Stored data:
:::::

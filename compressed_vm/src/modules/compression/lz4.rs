/*
 *  Copyright (C) 2025  Markus Elias Gerber
 *
 *  This program is free software: you can redistribute it and/or modify
 *  it under the terms of the GNU General Public License as published by
 *  the Free Software Foundation, either version 3 of the License, or
 *  (at your option) any later version.
 *
 *  This program is distributed in the hope that it will be useful,
 *  but WITHOUT ANY WARRANTY; without even the implied warranty of
 *  MERCHANTABILITY or FITNESS FOR A PARTICULAR PURPOSE.  See the
 *  GNU General Public License for more details.
 *
 *  You should have received a copy of the GNU General Public License
 *  along with this program.  If not, see <https://www.gnu.org/licenses/>.
 */

use core::mem::size_of;

use static_assertions::const_assert_eq;

use super::{CodecError, CompressionModule};

/// Length of the little endian size header that precedes every lz4 block
const SIZE_PREFIX_LEN: usize = 4;
const_assert_eq!(SIZE_PREFIX_LEN, size_of::<u32>());

/// LZ4 block compression, the uncompressed length is prepended to every block.
pub struct Lz4CompressionModule;

impl CompressionModule for Lz4CompressionModule {
    fn new() -> Self {
        Self
    }

    fn compress(&mut self, src: &[u8]) -> Vec<u8> {
        lz4_flex::compress_prepend_size(src)
    }

    fn decompress(&mut self, src: &[u8], expected_max_len: usize) -> Result<Vec<u8>, CodecError> {
        if src.len() < SIZE_PREFIX_LEN {
            return Err(CodecError::Malformed);
        }

        let mut header = [0u8; SIZE_PREFIX_LEN];
        header.copy_from_slice(&src[..SIZE_PREFIX_LEN]);
        let expected = u32::from_le_bytes(header) as usize;

        // check before decoding, the header decides how much memory gets reserved
        if expected > expected_max_len {
            return Err(CodecError::LengthMismatch {
                expected: expected_max_len,
                actual: expected,
            });
        }

        let data = lz4_flex::decompress_size_prepended(src).map_err(|_| CodecError::Malformed)?;
        if data.len() != expected {
            return Err(CodecError::LengthMismatch {
                expected,
                actual: data.len(),
            });
        }

        Ok(data)
    }
}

:::::

Each line from the one with "fn new() ->" through the last line of the records must be written out word for word. Include nothing else.

Response for this exercise
    fn new() -> Self {
        Self
    }

    fn compress(&mut self, src: &[u8]) -> Vec<u8> {
        lz4_flex::compress_prepend_size(src)
    }

    fn decompress(&mut self, src: &[u8], expected_max_len: usize) -> Result<Vec<u8>, CodecError> {
        if src.len() < SIZE_PREFIX_LEN {
            return Err(CodecError::Malformed);
        }

        let mut header = [0u8; SIZE_PREFIX_LEN];
        header.copy_from_slice(&src[..SIZE_PREFIX_LEN]);
        let expected = u32::from_le_bytes(header) as usize;

        // check before decoding, the header decides how much memory gets reserved
        if expected > expected_max_len {
            return Err(CodecError::LengthMismatch {
                expected: expected_max_len,
                actual: expected,
            });
        }

        let data = lz4_flex::decompress_size_prepended(src).map_err(|_| CodecError::Malformed)?;
        if data.len() != expected {
            return Err(CodecError::LengthMismatch {
                expected,
                actual: data.len(),
            });
        }

        Ok(data)
    }
}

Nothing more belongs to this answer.